Published: 01 Mar 03
 
Category: Bistro

The original plan was to have a bar above the highly successful Ginja, to keep diners happy as they waited for a table. But chef Mike Bassett and partner Gary Wright decided instead to offer a separate menu, so Shoga (Japanese for ginger) became a bistro bar.

 

It's an attractive room, long and narrow, with the dominant feature the bar counter that runs down one side. There are two distinct sections: a dining area and a lounge with comfortable armchairs and sofas. Décor is eclectic. There is a Japanese art deco feel to the skylights, a Tudor suggestion through the vaulting beams overhead, loft chic influences via the window-framing of the rough, open-brick wall that runs down the other long side of the room. The fusion in design works as seamlessly as the fusion of east and west on the plate.
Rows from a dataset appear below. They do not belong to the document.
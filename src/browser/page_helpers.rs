//! Helpers for chromiumoxide `Page` operations that may fail or return
//! nothing yet.

use chromiumoxide::page::Page;
use std::time::{Duration, Instant};
use tracing::{debug, trace, warn};

const READY_STATE_SCRIPT: &str = r#"
    (function() {
        return {
            readyState: document.readyState,
            imagesLoaded: Array.from(document.images).every(img => img.complete),
            bodyExists: document.body !== null
        };
    })()
"#;

/// Get page URL with diagnostic fallback
///
/// Returns `"about:blank"` when the browser cannot be reached or the page has
/// not navigated yet.
pub async fn get_page_url_with_fallback(page: &Page) -> String {
    match page.url().await {
        Ok(Some(url)) => url,
        Ok(None) => {
            trace!("Page URL is None (page not yet navigated)");
            "about:blank".to_string()
        }
        Err(e) => {
            trace!("Failed to get page URL (browser communication error): {e}");
            "about:blank".to_string()
        }
    }
}

/// Wait until `document.readyState` is `complete` and a body exists.
///
/// Gives up quietly after `max_wait_secs`; a page that never settles is still
/// read as-is. Adds a short pause when images are still loading so late text
/// has a chance to render.
pub async fn wait_for_page_settle(page: &Page, max_wait_secs: u64) {
    let start = Instant::now();
    let max_wait = Duration::from_secs(max_wait_secs);
    let poll_interval = Duration::from_millis(100);

    loop {
        if start.elapsed() >= max_wait {
            warn!("Page did not settle within {max_wait_secs}s, proceeding anyway");
            return;
        }

        if let Ok(result) = page.evaluate(READY_STATE_SCRIPT).await
            && let Ok(value) = result.into_value::<serde_json::Value>()
        {
            let ready_state = value.get("readyState").and_then(|v| v.as_str());
            let body_exists = value
                .get("bodyExists")
                .and_then(serde_json::Value::as_bool)
                .unwrap_or(false);
            let images_loaded = value
                .get("imagesLoaded")
                .and_then(serde_json::Value::as_bool)
                .unwrap_or(false);

            if ready_state == Some("complete") && body_exists {
                debug!(
                    "Page settled after {:.2}s (images loaded: {images_loaded})",
                    start.elapsed().as_secs_f64()
                );
                if !images_loaded {
                    tokio::time::sleep(Duration::from_millis(500)).await;
                }
                return;
            }
        }

        tokio::time::sleep(poll_interval).await;
    }
}
//! Monitor persistence
//!
//! The engine reads every monitor once at the start of a run and afterwards
//! only issues point updates that overwrite engine-owned fields. Owner-edited
//! configuration is never written from here.

pub mod sqlite;

use async_trait::async_trait;
use chrono::{DateTime, Utc};
use thiserror::Error;

use crate::monitor::{Monitor, SessionCookie};

pub use sqlite::SqliteMonitorStore;

#[derive(Debug, Error)]
pub enum StoreError {
    #[error("database error: {0}")]
    Database(#[from] sqlx::Error),

    #[error("failed to encode cookies: {0}")]
    Encode(#[from] serde_json::Error),

    #[error("monitor {0} not found")]
    NotFound(String),
}

/// Field sets the engine may write for one monitor.
#[derive(Debug, Clone, PartialEq)]
pub enum MonitorUpdate {
    /// Visited, nothing worth recording: timestamp only.
    Checked { at: DateTime<Utc> },
    /// First successful run: text, summary, `is_first_run = false`, timestamp.
    Baseline {
        text: String,
        summary: String,
        at: DateTime<Utc>,
    },
    /// Significant change: text, summary, `is_first_run = false`, timestamp.
    Changed {
        text: String,
        summary: String,
        at: DateTime<Utc>,
    },
    /// Cookies captured after a login.
    SessionCookies(Vec<SessionCookie>),
}

#[async_trait]
pub trait MonitorStore: Send + Sync {
    async fn load_monitors(&self) -> Result<Vec<Monitor>, StoreError>;

    async fn apply_update(&self, id: &str, update: &MonitorUpdate) -> Result<(), StoreError>;
}
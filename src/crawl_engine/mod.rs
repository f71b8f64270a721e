//! Crawl Engine Module
//!
//! Breadth-first traversal of one monitor's pages: the frontier, link
//! filtering, timeouts and the aggregated result.

pub mod crawl_types;
pub mod crawler;
pub mod frontier;
pub mod link_processor;
pub mod page_timeout;

pub use crawl_types::{AggregatedDocument, CrawlError, CrawlQueue, CrawlResult, PageResult};
pub use crawler::PageCrawler;
pub use frontier::CrawlFrontier;
pub use link_processor::{collect_page_links, extract_same_domain_links};
pub use page_timeout::with_page_timeout;
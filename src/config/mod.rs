//! Configuration module for the watch engine
//!
//! `EngineConfig` and its builder hold run tunables; `Settings` loads the
//! process environment.

// Sub-modules
pub mod builder;
pub mod getters;
pub mod settings;
pub mod types;

// Re-exports for public API
pub use builder::EngineConfigBuilder;
pub use settings::{ConfigError, Settings};
pub use types::EngineConfig;
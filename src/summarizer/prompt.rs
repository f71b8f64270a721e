//! Prompt construction for diff summaries.

use super::{NO_SIGNIFICANT_CHANGES, SummaryKind, SummaryRequest};

pub const FIRST_SCAN_MARKER: &str = "[FIRST SCAN - no previous content]";

/// Build the prompt for `request`.
///
/// The model only ever sees the diff lines, never the full page texts.
#[must_use]
pub fn build_prompt(request: &SummaryRequest) -> String {
    let mut prompt = String::from(
        "You are monitoring a web page on behalf of its owner.\n\
         The text below is a line diff of the page's visible text: lines starting with \"+ \" \
         were added, lines starting with \"- \" were removed.\n",
    );

    match request.kind {
        SummaryKind::Baseline => {
            prompt.push_str("This is the first scan of the page.\n");
            prompt.push_str(&format!("PREVIOUS CONTENT: {FIRST_SCAN_MARKER}\n"));
            prompt.push_str(
                "Summarize what the page currently contains in 2-3 concise bullet points.\n",
            );
        }
        SummaryKind::Changes => {
            prompt.push_str(
                "Summarize the significant changes in 2-3 concise bullet points.\n",
            );
            prompt.push_str(&format!(
                "If the changes are only trivial (timestamps, counters, random numbers, rotating \
                 ads), reply with exactly \"{NO_SIGNIFICANT_CHANGES}\".\n"
            ));
        }
    }

    if let Some(note) = request.focus_note.as_deref().map(str::trim).filter(|n| !n.is_empty()) {
        prompt.push_str(&format!(
            "The owner cares specifically about: {note}. Treat changes unrelated to this as trivial.\n"
        ));
    }

    if request.truncated {
        prompt.push_str("The diff was truncated to fit; summarize only what is shown.\n");
    }

    prompt.push_str("\nDIFF:\n");
    prompt.push_str(&request.diff);
    prompt
}
//! Per-monitor processing
//!
//! Session → crawl → diff → (summarize) → persist → (notify), strictly in that
//! order on one browsing context. Final-state persistence is the only write
//! whose failure fails the monitor, and it happens before any notification.

use std::any::Any;
use std::panic::AssertUnwindSafe;
use std::sync::Arc;

use chrono::Utc;
use futures::FutureExt;
use log::{error, info, warn};
use thiserror::Error;

use super::outcome::MonitorOutcome;
use crate::browser::{BrowsingContext, ContextFactory};
use crate::change_detector::ChangeDetector;
use crate::crawl_engine::{CrawlError, PageCrawler};
use crate::monitor::Monitor;
use crate::notifier::{NotificationPayload, Notifier};
use crate::session::SessionManager;
use crate::store::{MonitorStore, MonitorUpdate, StoreError};
use crate::summarizer::{SummarizationGateway, SummaryRequest, is_insignificant};

#[derive(Debug, Error)]
pub(crate) enum PipelineError {
    #[error(transparent)]
    Crawl(#[from] CrawlError),

    #[error("failed to persist monitor state: {0}")]
    Persist(#[from] StoreError),

    #[error("monitor processing panicked: {0}")]
    Panicked(String),
}

pub(crate) struct MonitorPipeline {
    pub(crate) store: Arc<dyn MonitorStore>,
    pub(crate) sessions: SessionManager,
    pub(crate) crawler: PageCrawler,
    pub(crate) detector: ChangeDetector,
    pub(crate) gateway: SummarizationGateway,
    pub(crate) notifier: Arc<dyn Notifier>,
}

impl MonitorPipeline {
    /// Process one monitor on a fresh context. The context is closed on every
    /// path, a panic inside processing included.
    pub(crate) async fn run_monitor(
        &self,
        contexts: &dyn ContextFactory,
        monitor: &Monitor,
    ) -> MonitorOutcome {
        let context = match contexts.open().await {
            Ok(context) => context,
            Err(e) => {
                error!(
                    target: "webwatcher::engine",
                    "Could not open a browsing context for monitor {}: {e:#}",
                    monitor.id
                );
                return MonitorOutcome::Failed {
                    reason: format!("browsing context unavailable: {e:#}"),
                };
            }
        };

        let result = AssertUnwindSafe(self.process(context.as_ref(), monitor))
            .catch_unwind()
            .await
            .unwrap_or_else(|panic| {
                Err(PipelineError::Panicked(panic_message(panic.as_ref())))
            });
        context.close().await;

        match result {
            Ok(outcome) => {
                info!(
                    target: "webwatcher::engine",
                    "Monitor {} ({}) finished: {}",
                    monitor.id,
                    monitor.url,
                    outcome.label()
                );
                outcome
            }
            Err(e) => {
                error!(
                    target: "webwatcher::engine",
                    "Monitor {} ({}) failed: {e}",
                    monitor.id,
                    monitor.url
                );
                MonitorOutcome::Failed {
                    reason: e.to_string(),
                }
            }
        }
    }

    async fn process(
        &self,
        context: &dyn BrowsingContext,
        monitor: &Monitor,
    ) -> Result<MonitorOutcome, PipelineError> {
        let session = self.sessions.prepare(context, monitor).await;
        let document = self
            .crawler
            .crawl(context, monitor, session.start_page_loaded)
            .await?;
        let new_text = document.render();
        let focus = monitor.focus_note();

        if monitor.is_first_run {
            let diff = self.detector.detect("", &new_text);
            let summary = self
                .gateway
                .summarize(&SummaryRequest::baseline(&diff, focus))
                .await;
            self.store
                .apply_update(
                    &monitor.id,
                    &MonitorUpdate::Baseline {
                        text: new_text,
                        summary: summary.clone(),
                        at: Utc::now(),
                    },
                )
                .await?;
            self.dispatch(monitor, &summary).await;
            return Ok(MonitorOutcome::BaselineSaved);
        }

        let diff = self.detector.detect(&monitor.last_scraped_text, &new_text);
        if diff.is_empty() {
            self.touch(monitor).await?;
            return Ok(MonitorOutcome::Unchanged);
        }

        let summary = self
            .gateway
            .summarize(&SummaryRequest::changes(&diff, focus))
            .await;
        if is_insignificant(&summary) {
            self.touch(monitor).await?;
            return Ok(MonitorOutcome::InsignificantChange);
        }

        self.store
            .apply_update(
                &monitor.id,
                &MonitorUpdate::Changed {
                    text: new_text,
                    summary: summary.clone(),
                    at: Utc::now(),
                },
            )
            .await?;
        self.dispatch(monitor, &summary).await;
        Ok(MonitorOutcome::SignificantChange)
    }

    async fn touch(&self, monitor: &Monitor) -> Result<(), StoreError> {
        self.store
            .apply_update(&monitor.id, &MonitorUpdate::Checked { at: Utc::now() })
            .await
    }

    async fn dispatch(&self, monitor: &Monitor, summary: &str) {
        let payload = NotificationPayload::new(monitor, summary);
        match self.notifier.notify(&payload).await {
            Ok(()) => info!(
                target: "webwatcher::notify",
                "Notification sent for monitor {}",
                monitor.id
            ),
            Err(e) => warn!(
                target: "webwatcher::notify",
                "Notification for monitor {} failed: {e}",
                monitor.id
            ),
        }
    }
}

fn panic_message(panic: &(dyn Any + Send)) -> String {
    if let Some(message) = panic.downcast_ref::<&str>() {
        (*message).to_string()
    } else if let Some(message) = panic.downcast_ref::<String>() {
        message.clone()
    } else {
        "unknown panic".to_string()
    }
}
Mike Bassett had his tandoor ovens custom-made. Slightly smaller than normal, they give off a more intense heat, allowing dishes to be served medium-rare - not normally possible in tandoor cooking. Rack of lamb with Indian spices and fresh coriander is meltingly tender and offers a glorious amalgam of spicy sensations on the palate. Equally good are garlic tiger prawns, gently spiced and perked up with the addition of lime leaf; and lime-dressed salmon with wasabi and dill. Vegetable side orders, cooked to perfection in a brick oven, include pumpkin with glazed orange and cinnamon, and baby vegetables with sweet basil, olive oil and sea salt.

And who would have thought the humble pizza could aspire so successfully to gourmet status? Shoga's pizzas are the best I've tasted. The base is satisfactorily thin and crisp, and the 50% rye flour eliminates the doughy quality that besets so many pizza bases. Toppings are unusual and delicious: try chilli shrimp, crème fraîche and avocado; or smoked ham, pineapple, cilantro and red leicester. Many are variations on dishes Mike has served at Ginja or in previous kitchens - Thai green curry, chicken, sprouts and coriander started out life as a soup, and is entirely comfortable in its new guise.

Dessert options are limited to four. The impossibly decadent macadamia nut chocolate chunk brownie would feed a large family; peppermint tiramisu is smaller and less sinful, but no less tasty.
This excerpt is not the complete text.